***** Material for the task *****

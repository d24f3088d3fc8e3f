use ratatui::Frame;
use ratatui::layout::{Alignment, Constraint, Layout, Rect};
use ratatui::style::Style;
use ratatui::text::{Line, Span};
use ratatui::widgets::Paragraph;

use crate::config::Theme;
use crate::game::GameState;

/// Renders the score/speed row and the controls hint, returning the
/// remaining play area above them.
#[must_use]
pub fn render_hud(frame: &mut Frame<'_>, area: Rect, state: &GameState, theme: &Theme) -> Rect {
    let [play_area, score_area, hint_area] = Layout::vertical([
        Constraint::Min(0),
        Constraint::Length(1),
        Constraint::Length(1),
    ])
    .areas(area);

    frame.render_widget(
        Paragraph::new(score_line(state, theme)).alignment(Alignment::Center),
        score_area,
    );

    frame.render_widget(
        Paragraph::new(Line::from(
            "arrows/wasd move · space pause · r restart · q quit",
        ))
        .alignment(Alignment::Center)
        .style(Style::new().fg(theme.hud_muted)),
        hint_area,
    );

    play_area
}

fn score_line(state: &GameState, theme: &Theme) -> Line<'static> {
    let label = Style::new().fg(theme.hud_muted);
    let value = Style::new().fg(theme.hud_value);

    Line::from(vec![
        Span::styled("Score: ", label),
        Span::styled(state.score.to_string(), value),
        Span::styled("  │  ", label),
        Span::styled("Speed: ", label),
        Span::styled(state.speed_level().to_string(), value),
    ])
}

*****

Aim of the task: Your task is to copy all of the entries exactly.

Response to the task:
repository d24f3088d3fc8e3f
use ratatui::Frame;
use ratatui::layout::{Alignment, Constraint, Layout, Rect};
use ratatui::style::Style;
use ratatui::text::{Line, Span};
use ratatui::widgets::Paragraph;

use crate::config::Theme;
use crate::game::GameState;

/// Renders the score/speed row and the controls hint, returning the
/// remaining play area above them.
#[must_use]
pub fn render_hud(frame: &mut Frame<'_>, area: Rect, state: &GameState, theme: &Theme) -> Rect {
    let [play_area, score_area, hint_area] = Layout::vertical([
        Constraint::Min(0),
        Constraint::Length(1),
        Constraint::Length(1),
    ])
    .areas(area);

    frame.render_widget(
        Paragraph::new(score_line(state, theme)).alignment(Alignment::Center),
        score_area,
    );

    frame.render_widget(
        Paragraph::new(Line::from(
            "arrows/wasd move · space pause · r restart · q quit",
        ))
        .alignment(Alignment::Center)
        .style(Style::new().fg(theme.hud_muted)),
        hint_area,
    );

    play_area
}

fn score_line(state: &GameState, theme: &Theme) -> Line<'static> {
    let label = Style::new().fg(theme.hud_muted);
    let value = Style::new().fg(theme.hud_value);

    Line::from(vec![
        Span::styled("Score: ", label),
        Span::styled(state.score.to_string(), value),
        Span::styled("  │  ", label),
        Span::styled("Speed: ", label),
        Span::styled(state.speed_level().to_string(), value),
    ])
}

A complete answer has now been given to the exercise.